Amityville II: The Possession (1982)

By Richard Winters

My Rating: 1 out of 10

4-Word Review: Their son becomes possessed.

A family moves into the infamous home at 112 Ocean Avenue in Amityville, New York only to immediately start encountering paranormal events. Their eldest kid Sonny (Jack Magner) begins to display anti-social tendencies that eventually drive him to kill the entire family late one night. The family’s Priest Father Adamsky (James Olson) is convinced that Sonny did it because he was possessed from evil spirits that inhabit the home due to it being built on an ancient Indian burial ground and he takes it upon himself to perform an exorcism on the young man in order to free him of the demon.

The film is loosely based on the events of the DeFeo family, who lived at the residence, and was murdered by their eldest son on the night of November 13, 1974. However, the film deviates from what actually occurred including having the family just recently moved in when in reality the DeFeo’s had lived there for 9 years before they were killed.

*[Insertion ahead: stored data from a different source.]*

//! Ordered analysis steps.
//!
//! Steps form a strict linear chain rooted at the implicit `Initial` step. The
//! chain is stored as a directed graph whose only edges run from each step to
//! its successor.

use log::debug;
use petgraph::algo::has_path_connecting;
use petgraph::graph::{DiGraph, NodeIndex};
use petgraph::Direction;

use crate::errors::{CaseError, ConfigurationError};
use crate::registry::{EntityKind, Key, Named};

/// Name of the implicit first step.
pub const INITIAL_STEP: &str = "Initial";

/// Analysis procedure run during a step.
#[derive(Clone, Debug, PartialEq, Eq)]
pub enum StepProcedure {
    /// The implicit state before any analysis step.
    Initial,
    /// Linear or nonlinear static equilibrium.
    StaticGeneral {
        /// Free-form description.
        description: String,
    },
}

/// Named phase of an analysis.
#[derive(Clone, Debug, PartialEq, Eq)]
pub struct Step {
    /// Chain key.
    name: String,
    /// Procedure run during the step.
    procedure: StepProcedure,
}

impl Step {
    /// Procedure run during the step.
    #[must_use]
    pub fn procedure(&self) -> &StepProcedure {
        &self.procedure
    }
}

impl Named for Step {
    const KIND: EntityKind = EntityKind::Step;

    fn name(&self) -> &str {
        &self.name
    }

    fn set_name(&mut self, name: String) {
        self.name = name;
    }
}

/// Linear chain of steps starting at `Initial`.
#[derive(Clone, Debug)]
pub struct StepChain {
    /// Steps as nodes, predecessor to successor as edges.
    graph: DiGraph<Step, ()>,
    /// Node of the `Initial` step.
    initial: NodeIndex,
}

impl Default for StepChain {
    fn default() -> Self {
        Self::new()
    }
}

impl StepChain {
    /// Create a chain holding only `Initial`.
    #[must_use]
    pub fn new() -> Self {
        let mut graph = DiGraph::new();
        let initial = graph.add_node(Step {
            name: INITIAL_STEP.to_owned(),
            procedure: StepProcedure::Initial,
        });
        Self { graph, initial }
    }

    /// Place a new step immediately after `previous`.
    ///
    /// When `previous` already has a successor, the new step is spliced in
    /// between so the chain stays a simple path.
    ///
    /// # Errors
    ///
    /// Returns [`ConfigurationError::SelfReferentialStep`] when `name` equals
    /// `previous`, [`CaseError::NotFound`] when `previous` does not exist,
    /// [`ConfigurationError::CyclicStep`] when `name` already exists
    /// downstream-reachable to `previous`, and
    /// [`ConfigurationError::DuplicateName`] for any other redefinition.
    ///
    /// # Examples
    /// ```
    /// use fecase::{Named, StepChain, StepProcedure};
    ///
    /// let mut chain = StepChain::new();
    /// chain
    ///     .insert("Apply Load", "Initial", StepProcedure::StaticGeneral { description: String::new() })
    ///     .expect("step placed after Initial");
    /// let names: Vec<&str> = chain.ordered().iter().map(|s| s.name()).collect();
    /// assert_eq!(names, ["Initial", "Apply Load"]);
    /// ```
    pub fn insert(
        &mut self,
        name: &str,
        previous: &str,
        procedure: StepProcedure,
    ) -> Result<Key<Step>, CaseError> {
        if name.trim().is_empty() {
            return Err(ConfigurationError::EmptyName {
                kind: EntityKind::Step,
            }
            .into());
        }
        if name == previous {
            return Err(ConfigurationError::SelfReferentialStep {
                step: name.to_owned(),
            }
            .into());
        }
        let previous_node = self
            .node(previous)
            .ok_or_else(|| CaseError::not_found(EntityKind::Step, previous))?;
        if let Some(existing) = self.node(name) {
            if has_path_connecting(&self.graph, existing, previous_node, None) {
                return Err(ConfigurationError::CyclicStep {
                    step: name.to_owned(),
                    previous: previous.to_owned(),
                }
                .into());
            }
            return Err(ConfigurationError::DuplicateName {
                kind: EntityKind::Step,
                name: name.to_owned(),
            }
            .into());
        }

        let node = self.graph.add_node(Step {
            name: name.to_owned(),
            procedure,
        });
        if let Some(edge) = self
            .graph
            .first_edge(previous_node, Direction::Outgoing)
        {
            if let Some((_, successor)) = self.graph.edge_endpoints(edge) {
                self.graph.remove_edge(edge);
                self.graph.add_edge(node, successor, ());
                debug!(
                    step = name,
                    before = self.graph[successor].name;
                    "Inserted step ahead of existing successor"
                );
            }
        }
        self.graph.add_edge(previous_node, node, ());
        Ok(Key::new(name))
    }

    /// Resolve a step name, including `Initial`.
    ///
    /// # Errors
    ///
    /// Returns [`CaseError::NotFound`] when `name` is not in the chain.
    pub fn lookup(&self, name: &str) -> Result<Key<Step>, CaseError> {
        self.node(name)
            .map(|_| Key::new(name))
            .ok_or_else(|| CaseError::not_found(EntityKind::Step, name))
    }

    /// Steps in chain order, starting with `Initial`.
    #[must_use]
    pub fn ordered(&self) -> Vec<&Step> {
        let mut steps = vec![&self.graph[self.initial]];
        let mut current = self.initial;
        while let Some(next) = self
            .graph
            .neighbors_directed(current, Direction::Outgoing)
            .next()
        {
            steps.push(&self.graph[next]);
            current = next;
        }
        steps
    }

    /// Zero-based position of `step` in the chain; `Initial` is 0.
    #[must_use]
    pub fn position(&self, step: &Key<Step>) -> Option<usize> {
        self.ordered().iter().position(|s| s.name == step.name())
    }

    /// Number of steps after `Initial`.
    #[must_use]
    pub fn analysis_step_count(&self) -> usize {
        self.graph.node_count() - 1
    }

    /// Node of the step called `name`.
    fn node(&self, name: &str) -> Option<NodeIndex> {
        self.graph
            .node_indices()
            .find(|&index| self.graph[index].name == name)
    }
}

#[cfg(test)]
mod tests {
    use petgraph::algo::is_cyclic_directed;

    use super::*;

    fn static_step() -> StepProcedure {
        StepProcedure::StaticGeneral {
            description: String::new(),
        }
    }

    fn names(chain: &StepChain) -> Vec<String> {
        chain.ordered().iter().map(|s| s.name().to_owned()).collect()
    }

    #[test]
    fn steps_follow_their_predecessors() {
        let mut chain = StepChain::new();
        chain.insert("Step-1", INITIAL_STEP, static_step()).expect("placed");
        chain.insert("Step-2", "Step-1", static_step()).expect("placed");
        assert_eq!(names(&chain), ["Initial", "Step-1", "Step-2"]);
        assert_eq!(chain.analysis_step_count(), 2);
        let step_2 = chain.lookup("Step-2").expect("registered");
        assert_eq!(chain.position(&step_2), Some(2));
    }

    #[test]
    fn insertion_after_a_step_with_a_successor_splices_the_chain() {
        let mut chain = StepChain::new();
        chain.insert("Step-1", INITIAL_STEP, static_step()).expect("placed");
        chain.insert("Preload", INITIAL_STEP, static_step()).expect("placed");
        assert_eq!(names(&chain), ["Initial", "Preload", "Step-1"]);
        assert!(!is_cyclic_directed(&chain.graph));
    }

    #[test]
    fn unknown_predecessor_is_not_found() {
        let mut chain = StepChain::new();
        assert_eq!(
            chain.insert("Step-1", "Missing", static_step()),
            Err(CaseError::not_found(EntityKind::Step, "Missing"))
        );
    }

    #[test]
    fn self_reference_and_cycles_are_configuration_errors() {
        let mut chain = StepChain::new();
        assert_eq!(
            chain.insert("Loop", "Loop", static_step()),
            Err(ConfigurationError::SelfReferentialStep {
                step: "Loop".to_owned()
            }
            .into())
        );

        chain.insert("Step-1", INITIAL_STEP, static_step()).expect("placed");
        chain.insert("Step-2", "Step-1", static_step()).expect("placed");
        assert_eq!(
            chain.insert("Step-1", "Step-2", static_step()),
            Err(ConfigurationError::CyclicStep {
                step: "Step-1".to_owned(),
                previous: "Step-2".to_owned()
            }
            .into())
        );
        assert_eq!(
            chain.insert(INITIAL_STEP, "Step-2", static_step()),
            Err(ConfigurationError::CyclicStep {
                step: INITIAL_STEP.to_owned(),
                previous: "Step-2".to_owned()
            }
            .into())
        );
        assert_eq!(names(&chain), ["Initial", "Step-1", "Step-2"]);
    }

    #[test]
    fn redefining_an_upstream_step_is_a_duplicate() {
        let mut chain = StepChain::new();
        chain.insert("Step-1", INITIAL_STEP, static_step()).expect("placed");
        chain.insert("Step-2", "Step-1", static_step()).expect("placed");
        assert_eq!(
            chain.insert("Step-2", INITIAL_STEP, static_step()),
            Err(ConfigurationError::DuplicateName {
                kind: EntityKind::Step,
                name: "Step-2".to_owned()
            }
            .into())
        );
    }
}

The film also portrays the family members as being awake and aware of what was going on when evidence had shown that most of them had been asleep when shot. There’s also a side-story dealing with a sexual relationship that Sonny had with his sister Patricia (Diane Franklin) that was only speculated never confirmed to have occurred with the real family.

This movie is only a slight improvement from the first one. Director Damiano Damiani manages to instill more of an atmosphere and uses fast moving tracking shots to create a point-of-view perspective of the demons. Also, James Olson plays the Priest role better than Steiger did in the first one by being less hammy and more understated, which is good.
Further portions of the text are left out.